Introducing the Reaction Guide

by James

in Organic Chemistry 1, Organic Chemistry 2, Organic Reactions

My main goal at Master Organic Chemistry has always been to provide students with useful resources that they can’t easily find anywhere else. About six months after I started tutoring organic chemistry, I realized that a lot of students had trouble keeping track of all the reagents in organic chemistry, and were looking for a resource that collected all of them together. So I built the Reagent Guide to help with that.

After launching the Reagent Guide, I started looking around for another big problem that students had with studying for organic chemistry. One evening one of my students preparing for the ACS Org 2 final sent me a list of over 130 reactions that her instructor had prepared that all the students were expected to know, and she clearly found it very daunting. So I thought it would make sense to try to come up with a big encyclopedia of common reactions in introductory organic chemistry, complete with descriptions, examples, and full mechanisms. It was also clear that there was too much material for a PDF, and it would have to “live” on my site in some way.

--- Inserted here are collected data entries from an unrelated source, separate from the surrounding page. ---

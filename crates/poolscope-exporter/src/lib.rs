//! poolscope exporter library entry.
//!
//! This crate wires configuration, the upstream fetcher, the scrape pipeline,
//! and metric assembly into an axum service. It is consumed by the binary
//! (`main.rs`) and by integration tests.

pub mod app_state;
pub mod assemble;
pub mod config;
pub mod ops;
pub mod pipeline;
pub mod router;
pub mod scrape;
pub mod transport;

/// Exporter name shown on the index page.
pub const NAME: &str = "poolscope-exporter";
/// Running version, exposed through the `exporter_info` metric.
pub const VERSION: &str = env!("CARGO_PKG_VERSION");
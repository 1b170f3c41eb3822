//! poolscope exporter
//!
//! - Pool metrics:  /pool?pool=<pool>
//! - Miner metrics: /miner?pool=<pool>&target=<miner-address>

use std::net::SocketAddr;

use clap::Parser;
use tracing_subscriber::{fmt, EnvFilter};

use poolscope_core::error::{ExporterError, Result};
use poolscope_exporter::{app_state, config, router};

#[derive(Debug, Parser)]
#[command(name = "poolscope-exporter", version, about = "Prometheus exporter for mining pool APIs")]
struct Args {
    /// Show debug messages.
    #[arg(long)]
    debug: bool,

    /// The address-port endpoint to bind to (overrides exporter.listen).
    #[arg(long)]
    endpoint: Option<String>,

    /// YAML config file. The built-in pool table is used when omitted.
    #[arg(long)]
    config: Option<String>,
}

#[tokio::main]
async fn main() {
    let args = Args::parse();

    let filter = if args.debug {
        EnvFilter::new("debug")
    } else {
        EnvFilter::try_from_default_env().unwrap_or_else(|_| EnvFilter::new("info"))
    };
    fmt().with_env_filter(filter).init();

    if let Err(e) = run(args).await {
        tracing::error!(error = %e, "exporter stopped");
        std::process::exit(1);
    }
}

async fn run(args: Args) -> Result<()> {
    tracing::info!("{} version {}", poolscope_exporter::NAME, poolscope_exporter::VERSION);
    tracing::debug!("debug mode enabled");

    let mut cfg = match args.config.as_deref() {
        Some(path) => config::load_from_file(path)?,
        None => config::ExporterConfig::default(),
    };
    if let Some(endpoint) = args.endpoint {
        cfg.exporter.listen = endpoint;
    }
    let listen: SocketAddr = cfg.exporter.listen_addr()?;

    let state = app_state::AppState::new(cfg)?;
    let app = router::build_router(state);

    tracing::info!(%listen, "listening");
    let listener = tokio::net::TcpListener::bind(listen)
        .await
        .map_err(|e| ExporterError::Startup(format!("failed to bind {listen}: {e}")))?;

    axum::serve(listener, app)
        .await
        .map_err(|e| ExporterError::Startup(format!("error while running HTTP server: {e}")))
}
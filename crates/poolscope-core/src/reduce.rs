//! Latest-sample reduction for time-series collections.

use std::collections::BTreeMap;

use crate::upstream::pool::ServerSample;

/// Collapse samples to the freshest one per server.
///
/// A stored sample is only replaced by one with a strictly greater timestamp,
/// so on ties the first sample in upstream order wins.
pub fn reduce_latest(samples: &[ServerSample]) -> BTreeMap<String, ServerSample> {
    let mut latest: BTreeMap<String, ServerSample> = BTreeMap::new();
    for sample in samples {
        match latest.get(&sample.server) {
            Some(existing) if sample.time <= existing.time => {}
            _ => {
                latest.insert(sample.server.clone(), sample.clone());
            }
        }
    }
    latest
}
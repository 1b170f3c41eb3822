//! poolscope core: upstream payload contracts, validation, and target metadata.
//!
//! This crate turns raw upstream bytes into typed pool/miner snapshots and
//! holds the read-only target catalog. It carries no transport or runtime
//! dependencies so the pipeline stages can be tested in isolation.
//!
//! # Defensive guarantees
//! Panics, `unwrap`, and `expect` are compile-denied here. Malformed upstream
//! data always surfaces as `ExporterError`, never as a crash.

#![deny(clippy::unwrap_used)]
#![deny(clippy::expect_used)]
#![deny(clippy::panic)]

pub mod error;
pub mod reduce;
pub mod target;
pub mod upstream;

/// Shared result type.
pub use error::{ErrorClass, ExporterError, Result};
pub use target::{Currency, Target, TargetCatalog};
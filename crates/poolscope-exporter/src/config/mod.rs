//! Exporter config loader (strict parsing).

pub mod schema;

use std::fs;

use poolscope_core::error::{ExporterError, Result};

pub use schema::{CurrencyConfig, ExporterConfig, ExporterSection, PoolConfig};

pub fn load_from_file(path: &str) -> Result<ExporterConfig> {
    let s = fs::read_to_string(path)
        .map_err(|e| ExporterError::Startup(format!("read config failed ({path}): {e}")))?;
    load_from_str(&s)
}

pub fn load_from_str(s: &str) -> Result<ExporterConfig> {
    let mut cfg: ExporterConfig = serde_yaml::from_str(s)
        .map_err(|e| ExporterError::Startup(format!("invalid yaml: {e}")))?;
    cfg.normalize();
    cfg.validate()?;
    Ok(cfg)
}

I started working on the Reaction Guide about a year ago. By Christmas there were around 150 reactions up, although the page itself was terribly organized. And there it was left in that condition for the next several months. I told members of my mailing list about it and used it for my tutoring students, but never really tried to attract much attention to it, because it was “unfinished”.

Finally, about a month ago it was time to organize the Guide in a better format and also to include some of the missing components. The total number of reactions covered is now over 170. Every page has a main example, along with extra examples showing subtle variations in conditions, and also an arrow-by-arrow walkthrough of the mechanism [some reactions, like the Clemmensen, don’t have this since the mechanism is a bit mysterious]. There are also videos for some of the examples [some people might recognize these from Reaction Friday].

So today I’m happy to “officially” announce the arrival of the Reaction Guide. I don’t know of any other resource out there that’s similar to it in purpose, scope, and depth. Unfortunately for those who have been accessing it for free for the past year, this must come to an end. MOC is a passion for me, but also a business, and I cannot justify giving away for free something which I have spent hundreds and hundreds of hours of my time on. So you’ll see some links to sign up for a “Membership” – that’s a signup for monthly access to the Reaction Guide. The main blog content, of course, remains free.

As always, I hope that you find the resources on Master Organic Chemistry valuable and useful, and feel free to yell at me with any constructive criticism.